From an industrial standpoint, robustness is often more desirable than maximal sensitivity. In fact, in a real-world setting, MRI data come from a wide range of machines, models, and sequences. Correction methods such as ComBat102 are not always applicable due to insufficient sample size. These harmonization techniques typically require large and balanced datasets, often 20-30 subjects per scanner, per sequence102,103, which are rarely available in industrial settings7. Moreover, such harmonization algorithms can introduce additional variability104 and may even degrade data quality105. Notably, none of the harmonization algorithms evaluated in Gebre et al., (2023)106improved intraclass correlation coefficients in longitudinal designs69. Thus, a robust algorithm that handles acquisition heterogeneity gracefully is preferable, especially in large-scale screening or multi-site contexts where harmonization is not feasible.

Conclusion

This study highlights the critical role of algorithm selection in constructing reference curves and assessing brain atrophy in neurodegenerative diseases. We observed that AssemblyNet produces very stable reference curves with respect to magnetic field variations, unlike FastSurfer, which is not robust to this parameter. Significant differences in trends are noted between reference curves constructed with data acquired at 1.5T + 3T, only at 1.5T, and only at 3T. When considering the different reference curves calculated, the percentages of hippocampal atrophy and the HAVAs score in AD patients are more stable with AssemblyNet, though they are lower compared to FastSurfer and FreeSurfer.
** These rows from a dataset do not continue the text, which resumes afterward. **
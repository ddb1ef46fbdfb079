//! Schema loading from JSON documents and CREATE TABLE DDL

use std::collections::HashMap;
use std::path::Path;

use serde::Deserialize;
use sqlparser::ast::{ColumnOption, ObjectName, Statement, TableConstraint};
use sqlparser::parser::Parser;
use tracing::debug;

use super::model::{Column, Schema, Table};
use crate::error::SentinelError;
use crate::parser::ident_extract::from_object_name;
use crate::parser::SqlDialect;

/// On-disk schema document
#[derive(Debug, Deserialize)]
struct SchemaDocument {
    tables: Vec<Table>,
    #[serde(default)]
    functions: Vec<String>,
}

impl Schema {
    /// Parse a schema from its JSON document form
    pub fn from_json_str(json: &str) -> Result<Self, SentinelError> {
        Self::from_document(json, Path::new("<inline>"))
    }

    /// Load a schema from a JSON file
    pub fn from_json_file(path: &Path) -> Result<Self, SentinelError> {
        let content =
            std::fs::read_to_string(path).map_err(|e| SentinelError::SchemaReadError {
                path: path.to_path_buf(),
                source: e,
            })?;
        Self::from_document(&content, path)
    }

    fn from_document(json: &str, path: &Path) -> Result<Self, SentinelError> {
        let document: SchemaDocument =
            serde_json::from_str(json).map_err(|e| SentinelError::SchemaParseError {
                path: path.to_path_buf(),
                source: e,
            })?;
        Ok(Schema::new(document.tables)?.with_functions(document.functions))
    }

    /// Load a schema from a file of CREATE TABLE statements
    pub fn from_ddl_file(path: &Path, dialect: &str) -> Result<Self, SentinelError> {
        let content =
            std::fs::read_to_string(path).map_err(|e| SentinelError::SchemaReadError {
                path: path.to_path_buf(),
                source: e,
            })?;
        // Strip UTF-8 BOM if present
        let content = content.strip_prefix('\u{FEFF}').unwrap_or(&content);
        Self::from_ddl(content, dialect)
    }

    /// Build a schema from CREATE TABLE statements.
    ///
    /// Inline `REFERENCES` options and table-level `FOREIGN KEY` constraints
    /// become "table.column" foreign keys. A reference without a column list
    /// points at the target's primary key, or its first column when the
    /// target declares none. Statements other than CREATE TABLE are ignored.
    pub fn from_ddl(sql: &str, dialect: &str) -> Result<Self, SentinelError> {
        let parser_dialect = SqlDialect::parser_dialect_for(SqlDialect::from_name(dialect));
        let statements = Parser::parse_sql(parser_dialect.as_ref(), sql)?;

        let mut tables = Vec::new();
        let mut primary_keys: HashMap<String, String> = HashMap::new();
        // (table index, column index, referenced table) needing column resolution
        let mut unresolved = Vec::new();

        for statement in &statements {
            let Statement::CreateTable(create_table) = statement else {
                debug!("ignoring non-CREATE TABLE statement in schema DDL");
                continue;
            };

            let table_name = from_object_name(&create_table.name);
            let table_idx = tables.len();
            let mut columns = Vec::with_capacity(create_table.columns.len());

            for (col_idx, def) in create_table.columns.iter().enumerate() {
                let mut column = Column::new(def.name.value.clone(), def.data_type.to_string());
                for option in &def.options {
                    match &option.option {
                        ColumnOption::Unique {
                            is_primary: true, ..
                        } => {
                            primary_keys.insert(table_name.to_lowercase(), def.name.value.clone());
                        }
                        ColumnOption::ForeignKey {
                            foreign_table,
                            referred_columns,
                            ..
                        } => match referred_columns.first() {
                            Some(target) => {
                                column.foreign_key =
                                    Some(reference(foreign_table, &target.value));
                            }
                            None => {
                                unresolved.push((table_idx, col_idx, foreign_table.clone()))
                            }
                        },
                        _ => {}
                    }
                }
                columns.push(column);
            }

            for constraint in &create_table.constraints {
                match constraint {
                    TableConstraint::PrimaryKey { columns: pk, .. } => {
                        if let Some(first) = pk.first() {
                            primary_keys.insert(table_name.to_lowercase(), first.value.clone());
                        }
                    }
                    TableConstraint::ForeignKey {
                        columns: fk_columns,
                        foreign_table,
                        referred_columns,
                        ..
                    } => {
                        for (pos, fk_column) in fk_columns.iter().enumerate() {
                            let Some(col_idx) = columns.iter().position(|c: &Column| {
                                c.name.eq_ignore_ascii_case(&fk_column.value)
                            }) else {
                                continue;
                            };
                            match referred_columns.get(pos) {
                                Some(target) => {
                                    columns[col_idx].foreign_key =
                                        Some(reference(foreign_table, &target.value));
                                }
                                None => {
                                    unresolved.push((table_idx, col_idx, foreign_table.clone()))
                                }
                            }
                        }
                    }
                    _ => {}
                }
            }

            tables.push(Table::new(table_name, columns));
        }

        for (table_idx, col_idx, foreign_table) in unresolved {
            let target = from_object_name(&foreign_table);
            let target_column = primary_keys.get(&target.to_lowercase()).cloned().or_else(|| {
                tables
                    .iter()
                    .find(|t: &&Table| t.name.eq_ignore_ascii_case(&target))
                    .and_then(|t| t.columns.first())
                    .map(|c| c.name.clone())
            });
            if let Some(target_column) = target_column {
                tables[table_idx].columns[col_idx].foreign_key =
                    Some(format!("{}.{}", target, target_column));
            }
        }

        Schema::new(tables)
    }
}

fn reference(foreign_table: &ObjectName, column: &str) -> String {
    format!("{}.{}", from_object_name(foreign_table), column)
}
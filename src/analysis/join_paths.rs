//! Join condition checks against declared foreign keys.
//!
//! A join without a foreign-key path is tolerated: denormalized schemas
//! join on undeclared relationships all the time. The per-pair verdict is
//! available through [`join_checks`] but never turns into an error.

use std::collections::HashMap;

use tracing::debug;

use super::results::{JoinCheck, ValidationResult};
use crate::parser::{parse, ColumnRef, StructuralTree};
use crate::schema::Schema;

/// A column operand with its qualifier resolved through table aliases
struct ResolvedColumn<'a> {
    table: Option<String>,
    column: &'a str,
}

impl ResolvedColumn<'_> {
    fn display(&self) -> String {
        match &self.table {
            Some(table) => format!("{}.{}", table, self.column),
            None => self.column.to_string(),
        }
    }
}

fn resolve<'a>(column: &'a ColumnRef, aliases: &HashMap<String, String>) -> ResolvedColumn<'a> {
    let table = column.table.as_ref().map(|qualifier| {
        aliases
            .get(&qualifier.to_lowercase())
            .cloned()
            .unwrap_or_else(|| qualifier.clone())
    });
    ResolvedColumn {
        table,
        column: &column.name,
    }
}

/// Check every column-to-column equality in every join's ON clause
pub fn join_checks(sql: &str, schema: &Schema, dialect: &str) -> Vec<JoinCheck> {
    join_checks_tree(&parse(sql, dialect), schema)
}

pub fn join_checks_tree(tree: &StructuralTree, schema: &Schema) -> Vec<JoinCheck> {
    let aliases = tree.table_aliases();
    let mut checks = Vec::new();

    for join in tree.joins() {
        let Some(joined) = &join.table else {
            continue;
        };
        if !join.has_on {
            // CROSS JOIN, USING, or an implicit join
            continue;
        }
        for (left, right) in join.conditions.iter().filter_map(|eq| eq.column_pair()) {
            let left = resolve(left, &aliases);
            let right = resolve(right, &aliases);
            checks.push(JoinCheck {
                joined_table: joined.name().to_string(),
                left: left.display(),
                right: right.display(),
                has_foreign_key_path: is_valid_join_path(&left, &right, schema),
            });
        }
    }

    checks
}

/// Verify joins. Missing foreign-key paths are logged, not reported.
pub fn verify_joins(sql: &str, schema: &Schema, dialect: &str) -> ValidationResult {
    for check in join_checks(sql, schema, dialect) {
        if !check.has_foreign_key_path {
            debug!(
                joined_table = %check.joined_table,
                left = %check.left,
                right = %check.right,
                "join condition has no declared foreign key path"
            );
        }
    }
    ValidationResult::valid()
}

/// A foreign key from either side's column to the other side's table
fn is_valid_join_path(
    left: &ResolvedColumn<'_>,
    right: &ResolvedColumn<'_>,
    schema: &Schema,
) -> bool {
    let (Some(left_table), Some(right_table)) = (&left.table, &right.table) else {
        // Can't verify without table qualifiers
        return true;
    };

    let references = |table: &str, column: &str, target: &str| {
        schema
            .table(table)
            .and_then(|t| t.column(column))
            .is_some_and(|c| c.references_table(target))
    };

    references(left_table.as_str(), left.column, right_table.as_str())
        || references(right_table.as_str(), right.column, left_table.as_str())
}

/// Tables joinable with `table` through an outgoing or incoming foreign key
pub fn valid_join_paths(table: &str, schema: &Schema) -> Vec<String> {
    let Some(info) = schema.table(table) else {
        return Vec::new();
    };

    let mut targets: Vec<String> = Vec::new();
    let mut push = |name: &str| {
        if !targets.iter().any(|t| t == name) {
            targets.push(name.to_string());
        }
    };

    for column in &info.columns {
        if let Some((target, _)) = column.foreign_key_target() {
            push(target);
        }
    }

    for other in schema.tables() {
        if other.name == info.name {
            continue;
        }
        if other.columns.iter().any(|c| c.references_table(&info.name)) {
            push(&other.name);
        }
    }

    targets
}
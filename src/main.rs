use anyhow::{Context, Result};
use clap::{Args, Parser, Subcommand};
use serde::Serialize;
use std::path::{Path, PathBuf};
use tracing_subscriber::{layer::SubscriberExt, util::SubscriberInitExt, EnvFilter};

use sqlsentinel::{QueryInput, Schema, SentinelError};

#[derive(Parser)]
#[command(name = "sqlsentinel")]
#[command(author, version, about = "Semantic validation of generated SQL against a schema")]
struct Cli {
    /// Enable verbose output
    #[arg(short, long, global = true)]
    verbose: bool,

    #[command(subcommand)]
    command: Commands,
}

#[derive(Args)]
struct SchemaArgs {
    /// Path to the schema (JSON document, or DDL with --ddl)
    #[arg(short, long)]
    schema: PathBuf,

    /// Read the schema as CREATE TABLE statements
    #[arg(long)]
    ddl: bool,
}

#[derive(Args)]
#[group(required = true, multiple = false)]
struct SqlInput {
    /// SQL text to check
    #[arg(long)]
    sql: Option<String>,

    /// File containing the SQL to check
    #[arg(short, long)]
    file: Option<PathBuf>,
}

#[derive(Subcommand)]
enum Commands {
    /// Print the tables, columns, functions and aliases referenced by SQL
    Identifiers {
        #[command(flatten)]
        input: SqlInput,

        /// SQL dialect (postgres, sqlite, duckdb, bigquery, snowflake, clickhouse, mysql)
        #[arg(short, long, default_value = "")]
        dialect: String,
    },
    /// Report phantom tables, columns and functions
    Detect {
        #[command(flatten)]
        schema: SchemaArgs,

        #[command(flatten)]
        input: SqlInput,

        #[arg(short, long, default_value = "")]
        dialect: String,
    },
    /// Validate SQL against a schema
    Validate {
        #[command(flatten)]
        schema: SchemaArgs,

        #[command(flatten)]
        input: SqlInput,

        #[arg(short, long, default_value = "")]
        dialect: String,
    },
    /// Check JOIN conditions against declared foreign keys
    Joins {
        #[command(flatten)]
        schema: SchemaArgs,

        #[command(flatten)]
        input: SqlInput,

        #[arg(short, long, default_value = "")]
        dialect: String,
    },
    /// List the tables joinable with a table through foreign keys
    JoinTargets {
        #[command(flatten)]
        schema: SchemaArgs,

        /// Table to look up
        #[arg(short, long)]
        table: String,
    },
    /// Validate a JSON array of {"id", "sql"} queries
    Batch {
        #[command(flatten)]
        schema: SchemaArgs,

        /// Path to the JSON query list
        #[arg(short, long)]
        queries: PathBuf,

        #[arg(short, long, default_value = "")]
        dialect: String,
    },
}

fn main() -> Result<()> {
    let cli = Cli::parse();
    init_logging(cli.verbose);

    match cli.command {
        Commands::Identifiers { input, dialect } => {
            let sql = input.read()?;
            print_json(&sqlsentinel::extract_identifiers(&sql, &dialect))?;
        }
        Commands::Detect {
            schema,
            input,
            dialect,
        } => {
            let schema = schema.load(&dialect)?;
            let sql = input.read()?;
            print_json(&sqlsentinel::detect(&sql, &schema, &dialect))?;
        }
        Commands::Validate {
            schema,
            input,
            dialect,
        } => {
            let schema = schema.load(&dialect)?;
            let sql = input.read()?;
            print_json(&sqlsentinel::validate(&sql, &schema, &dialect))?;
        }
        Commands::Joins {
            schema,
            input,
            dialect,
        } => {
            let schema = schema.load(&dialect)?;
            let sql = input.read()?;
            print_json(&sqlsentinel::join_checks(&sql, &schema, &dialect))?;
        }
        Commands::JoinTargets { schema, table } => {
            let schema = schema.load("")?;
            print_json(&sqlsentinel::valid_join_paths(&table, &schema))?;
        }
        Commands::Batch {
            schema,
            queries,
            dialect,
        } => {
            let schema = schema.load(&dialect)?;
            let queries = read_queries(&queries)?;
            print_json(&sqlsentinel::validate_batch(&queries, &schema, &dialect))?;
        }
    }

    Ok(())
}

/// Logs go to stderr so stdout stays valid JSON. RUST_LOG wins over --verbose.
fn init_logging(verbose: bool) {
    let default_level = if verbose { "debug" } else { "warn" };
    let filter =
        EnvFilter::try_from_default_env().unwrap_or_else(|_| EnvFilter::new(default_level));

    tracing_subscriber::registry()
        .with(filter)
        .with(tracing_subscriber::fmt::layer().with_writer(std::io::stderr))
        .init();
}

impl SchemaArgs {
    fn load(&self, dialect: &str) -> Result<Schema> {
        let schema = if self.ddl {
            Schema::from_ddl_file(&self.schema, dialect)?
        } else {
            Schema::from_json_file(&self.schema)?
        };
        tracing::debug!(
            path = %self.schema.display(),
            tables = schema.tables().len(),
            "loaded schema"
        );
        Ok(schema)
    }
}

impl SqlInput {
    fn read(&self) -> Result<String> {
        match (&self.sql, &self.file) {
            (Some(sql), _) => Ok(sql.clone()),
            (None, Some(path)) => Ok(read_file(path)?),
            (None, None) => anyhow::bail!("either --sql or --file is required"),
        }
    }
}

fn read_file(path: &Path) -> Result<String, SentinelError> {
    std::fs::read_to_string(path).map_err(|e| SentinelError::SqlFileReadError {
        path: path.to_path_buf(),
        source: e,
    })
}

fn read_queries(path: &Path) -> Result<Vec<QueryInput>> {
    let content = read_file(path)?;
    serde_json::from_str(&content)
        .with_context(|| format!("Failed to parse query list: {}", path.display()))
}

fn print_json<T: Serialize>(value: &T) -> Result<()> {
    println!("{}", serde_json::to_string_pretty(value)?);
    Ok(())
}
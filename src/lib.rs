//! sqlsentinel: schema-aware semantic validation for generated SQL
//!
//! This library checks SQL written by an automated agent against a known
//! schema. It flags phantom (hallucinated) tables, columns and functions,
//! and checks JOIN conditions against declared foreign keys.
//!
//! Parsing never fails: SQL that no dialect accepts is salvaged into a
//! best-effort tree, so every entry point returns a structured result.
//!
//! ```
//! use sqlsentinel::schema::{Column, Schema, Table};
//!
//! let schema = Schema::new(vec![Table::new(
//!     "customers",
//!     vec![Column::new("id", "INTEGER"), Column::new("name", "TEXT")],
//! )])
//! .unwrap();
//!
//! let report = sqlsentinel::detect("SELECT name, age FROM customers", &schema, "postgres");
//! assert_eq!(report.phantom_columns, vec!["age"]);
//! ```

pub mod analysis;
pub mod error;
pub mod parser;
pub mod schema;

pub use analysis::{
    detect, join_checks, valid_join_paths, validate, validate_batch, validate_identifiers,
    verify_joins, BatchEntry, HallucinationReport, JoinCheck, QueryInput, ValidationResult,
};
pub use error::SentinelError;
pub use parser::{
    dialect_functions, extract_identifiers, is_valid_function, parse, IdentifierSet, ParseOutcome,
    SqlDialect,
};
pub use schema::Schema;
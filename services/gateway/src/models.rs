use serde::{Deserialize, Serialize};

/// Body of `POST /competitor`. `rating` falls back to the store's current
/// rounded-mean default when omitted.
#[derive(Debug, Clone, Deserialize)]
pub struct CreateCompetitorRequest {
    pub id: Option<String>,
    pub rating: Option<i32>,
}

/// Body of `POST /match`. Missing participants are a 400; `draw` defaults
/// to false.
#[derive(Debug, Clone, Deserialize)]
pub struct ReportMatchRequest {
    pub winner: Option<String>,
    pub loser: Option<String>,
    #[serde(default)]
    pub draw: bool,
}

#[derive(Debug, Clone, Serialize)]
pub struct HealthResponse {
    pub ok: bool,
}
//! Observer-side ladder view
//!
//! A locally cached, totally ordered picture of the ranking, updated
//! incrementally as single-competitor events arrive. The merge is a
//! replace-or-insert followed by a stable sort, so equal ratings keep
//! their relative order from the previous snapshot and a newly inserted
//! tie lands after the existing ones. Applying the same update twice is a
//! no-op the second time.

use types::competitor::Competitor;

#[derive(Debug, Default)]
pub struct LadderView {
    entries: Vec<Competitor>,
}

impl LadderView {
    pub fn new() -> Self {
        Self::default()
    }

    /// Replace the whole view from a full ranking fetch.
    pub fn seed(&mut self, snapshot: Vec<Competitor>) {
        let mut entries = snapshot;
        entries.sort_by(|a, b| b.rating.cmp(&a.rating));
        self.entries = entries;
    }

    /// Merge one competitor update into the view.
    pub fn apply_update(&mut self, competitor: Competitor) {
        match self.entries.iter_mut().find(|c| c.id == competitor.id) {
            Some(existing) => *existing = competitor,
            None => self.entries.push(competitor),
        }
        // Vec::sort_by is stable: ties keep their current positions, and
        // the freshly pushed entry sits last among its ties.
        self.entries.sort_by(|a, b| b.rating.cmp(&a.rating));
    }

    /// Owned copy of the current view, descending by rating.
    pub fn snapshot(&self) -> Vec<Competitor> {
        self.entries.clone()
    }

    pub fn len(&self) -> usize {
        self.entries.len()
    }

    pub fn is_empty(&self) -> bool {
        self.entries.is_empty()
    }
}
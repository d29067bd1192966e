//! End-to-end tests for the rating-update-and-broadcast pipeline
//!
//! Exercises the store, processor, and broker together, including the
//! concurrency properties: no lost updates under parallel match reports.

use std::sync::Arc;
use std::thread;

use ranking_engine::{MatchProcessor, RatingStore, SubscriptionBroker};
use types::events::RankingEvent;
use types::ids::CompetitorId;

fn id(s: &str) -> CompetitorId {
    CompetitorId::new(s)
}

#[tokio::test]
async fn create_report_broadcast_example() {
    let store = Arc::new(RatingStore::in_memory());
    let broker = Arc::new(SubscriptionBroker::default());
    let processor = MatchProcessor::new(store.clone(), broker.clone());

    // Empty store: the default initial rating is the fixed fallback.
    let initial = store.default_initial_rating();
    assert_eq!(initial, 1000);
    store.create(id("a"), initial).unwrap();
    store.create(id("b"), 1000).unwrap();

    let mut sub = broker.subscribe();

    let report = processor.report_match(&id("a"), &id("b"), false).unwrap();
    assert_eq!(report.winner.id, id("a"));
    assert_eq!(report.winner.rating, 1016);
    assert_eq!(report.loser.id, id("b"));
    assert_eq!(report.loser.rating, 984);

    // Exactly one RankingUpdate per competitor, winner first.
    let first = sub.recv().await.unwrap();
    let second = sub.recv().await.unwrap();
    assert!(matches!(&first, RankingEvent::RankingUpdate { competitor } if competitor.id == id("a") && competitor.rating == 1016));
    assert!(matches!(&second, RankingEvent::RankingUpdate { competitor } if competitor.id == id("b") && competitor.rating == 984));

    let ranking = store.ranking();
    assert_eq!(ranking[0].id, id("a"));
    assert_eq!(ranking[1].id, id("b"));
}

#[test]
fn disjoint_concurrent_reports_lose_no_updates() {
    let store = Arc::new(RatingStore::in_memory());
    let broker = Arc::new(SubscriptionBroker::default());
    let processor = Arc::new(MatchProcessor::new(store.clone(), broker));

    let pairs = 8;
    for i in 0..pairs {
        store.create(id(&format!("w{i}")), 1000).unwrap();
        store.create(id(&format!("l{i}")), 1000).unwrap();
    }

    let handles: Vec<_> = (0..pairs)
        .map(|i| {
            let processor = processor.clone();
            thread::spawn(move || {
                processor
                    .report_match(&id(&format!("w{i}")), &id(&format!("l{i}")), false)
                    .unwrap()
            })
        })
        .collect();
    for handle in handles {
        handle.join().unwrap();
    }

    // Every pair ends exactly where its one sequential match would put it.
    for i in 0..pairs {
        assert_eq!(store.get(&id(&format!("w{i}"))).unwrap().rating, 1016);
        assert_eq!(store.get(&id(&format!("l{i}"))).unwrap().rating, 984);
    }
    assert_eq!(store.match_count(), pairs);
}

#[test]
fn shared_opponent_reports_serialize_without_lost_updates() {
    let store = Arc::new(RatingStore::in_memory());
    let broker = Arc::new(SubscriptionBroker::default());
    let processor = Arc::new(MatchProcessor::new(store.clone(), broker));

    store.create(id("x"), 1000).unwrap();
    store.create(id("a"), 1000).unwrap();
    store.create(id("b"), 1000).unwrap();

    let handles: Vec<_> = ["a", "b"]
        .into_iter()
        .map(|winner| {
            let processor = processor.clone();
            thread::spawn(move || processor.report_match(&id(winner), &id("x"), false).unwrap())
        })
        .collect();
    for handle in handles {
        handle.join().unwrap();
    }

    // Whichever order the commits landed in, both effects are present:
    // x lost at 1000 (-16) then at 984 (-15); one winner beat x at 1000
    // (+16), the other beat x at 984 (+15).
    assert_eq!(store.match_count(), 2);
    assert_eq!(store.get(&id("x")).unwrap().rating, 969);

    let mut winners = [
        store.get(&id("a")).unwrap().rating,
        store.get(&id("b")).unwrap().rating,
    ];
    winners.sort_unstable();
    assert_eq!(winners, [1015, 1016]);
}

#[tokio::test]
async fn every_subscriber_observes_both_updates() {
    let store = Arc::new(RatingStore::in_memory());
    let broker = Arc::new(SubscriptionBroker::default());
    let processor = MatchProcessor::new(store.clone(), broker.clone());

    store.create(id("a"), 1000).unwrap();
    store.create(id("b"), 1000).unwrap();

    let mut subs: Vec<_> = (0..4).map(|_| broker.subscribe()).collect();
    processor.report_match(&id("a"), &id("b"), false).unwrap();

    for sub in &mut subs {
        let first = sub.recv().await.unwrap();
        let second = sub.recv().await.unwrap();
        assert_eq!(first.competitor().unwrap().id, id("a"));
        assert_eq!(second.competitor().unwrap().id, id("b"));
    }
}
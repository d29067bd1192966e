mod config;
mod error;
mod handlers;
mod models;
mod router;
mod state;

use std::sync::Arc;

use config::GatewayConfig;
use ranking_engine::{RatingStore, SubscriptionBroker};
use router::create_router;
use state::AppState;
use tokio::net::TcpListener;

#[tokio::main]
async fn main() -> Result<(), anyhow::Error> {
    // Initialize tracing
    tracing_subscriber::fmt::init();

    tracing::info!("Starting ranking gateway service");

    let config = GatewayConfig::from_env()?;

    // The store and broker are owned here: constructed at startup, dropped
    // at shutdown. Nothing in the pipeline is a process-wide singleton.
    let store = match &config.journal_path {
        Some(path) => Arc::new(RatingStore::open(path)?),
        None => Arc::new(RatingStore::in_memory()),
    };
    tracing::info!(
        competitors = store.competitor_count(),
        matches = store.match_count(),
        "rating store ready"
    );

    let broker = Arc::new(SubscriptionBroker::new(config.event_queue_capacity));
    let state = AppState::new(store, broker);

    // Create router
    let app = create_router(state);

    // Bind and serve
    let listener = TcpListener::bind(config.bind_addr).await?;
    tracing::info!("Listening on {}", config.bind_addr);
    axum::serve(listener, app).await?;

    Ok(())
}
//! Ranking Engine Service
//!
//! The server-side core of the realtime Elo ranker: rating math, durable
//! store, match orchestration, and event fanout.
//!
//! **Key Invariants:**
//! - Competitor ids are unique across the store
//! - A committed match mutates both ratings and appends one record as a
//!   single atomic unit
//! - Rating reads inside a commit observe pre-match values for both sides
//! - Events reach every live subscriber in publish-call order (per
//!   subscriber); a lagging subscriber is dropped, never waited on
//!
//! # Architecture
//!
//! ```text
//! report_match
//!      │
//! ┌────▼────────┐
//! │MatchProcessor│  ← validates, orchestrates
//! └────┬────────┘
//!      │
//! ┌────▼───────┐   ┌─────────┐
//! │RatingStore │──▶│ Journal │  ← atomic commit, WAL append
//! └────┬───────┘   └─────────┘
//!      │
//! ┌────▼──────────────┐
//! │SubscriptionBroker │  ← fanout to live subscribers
//! └───────────────────┘
//! ```

pub mod broker;
pub mod elo;
pub mod journal;
pub mod processor;
pub mod store;

pub use broker::{Subscription, SubscriptionBroker};
pub use processor::MatchProcessor;
pub use store::{CommittedMatch, RatingStore};
//! Match log records
//!
//! One record per committed match, appended to the journal in sequence
//! order. Records are immutable once written.

use serde::{Deserialize, Serialize};

use crate::competitor::Competitor;
use crate::ids::CompetitorId;

/// A single committed match.
///
/// When `draw` is true, `winner`/`loser` degrade to "first/second
/// participant": the reported order is retained but the outcome is
/// symmetric.
#[derive(Debug, Clone, PartialEq, Eq, Serialize, Deserialize)]
pub struct MatchRecord {
    /// Monotonic sequence number, assigned at commit time (starts at 1).
    pub sequence: u64,
    /// First participant; the winner unless `draw`.
    pub winner: CompetitorId,
    /// Second participant; the loser unless `draw`.
    pub loser: CompetitorId,
    /// Whether the match was a draw.
    pub draw: bool,
    /// Commit timestamp, unix milliseconds.
    pub occurred_at: i64,
}

/// The two updated competitors produced by one committed match.
#[derive(Debug, Clone, PartialEq, Eq, Serialize, Deserialize)]
pub struct MatchReport {
    pub winner: Competitor,
    pub loser: Competitor,
}
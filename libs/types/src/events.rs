//! Ranking event union published to subscribers
//!
//! Events are ephemeral: they are fanned out to whoever is connected at
//! publish time and never persisted or replayed. A subscriber that needs
//! the full picture pulls a ranking snapshot first and merges events on
//! top of it.

use serde::{Deserialize, Serialize};

use crate::competitor::Competitor;

/// An event pushed over the ranking event stream.
///
/// Wire shape is internally tagged on `kind`:
/// `{"kind": "RankingUpdate", "competitor": {"id": "...", "rating": 1016}}`.
#[derive(Debug, Clone, PartialEq, Eq, Serialize, Deserialize)]
#[serde(tag = "kind")]
pub enum RankingEvent {
    /// A competitor was created.
    PlayerCreated { competitor: Competitor },
    /// A competitor's rating changed.
    RankingUpdate { competitor: Competitor },
    /// Stream-level error signal.
    Error { message: String },
}

impl RankingEvent {
    /// The competitor carried by this event, if any.
    pub fn competitor(&self) -> Option<&Competitor> {
        match self {
            RankingEvent::PlayerCreated { competitor } => Some(competitor),
            RankingEvent::RankingUpdate { competitor } => Some(competitor),
            RankingEvent::Error { .. } => None,
        }
    }
}

#[cfg(test)]
mod tests {
    use super::*;

    #[test]
    fn tagged_on_kind() {
        let event = RankingEvent::RankingUpdate {
            competitor: Competitor::new("bob", 984),
        };
        let json = serde_json::to_value(&event).unwrap();
        assert_eq!(
            json,
            serde_json::json!({
                "kind": "RankingUpdate",
                "competitor": {"id": "bob", "rating": 984}
            })
        );
    }

    #[test]
    fn error_variant_carries_message_only() {
        let event = RankingEvent::Error {
            message: "stream closed".to_string(),
        };
        let json = serde_json::to_value(&event).unwrap();
        assert_eq!(
            json,
            serde_json::json!({"kind": "Error", "message": "stream closed"})
        );
    }
}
In conclusion, AssemblyNet stands out as the most robust and reliable choice, offering stability across varying MRI conditions and consistent atrophy detection. In contrast, FastSurfer and FreeSurfer require further refinement to reduce their sensitivity to magnetic field strength and improve their consistency in atrophy assessment. These findings underscore the importance of segmentation algorithm selection, as the choice of segmentation method can significantly impact the consistency and accuracy of atrophy assessments in neurodegenerative diseases like Alzheimer’s.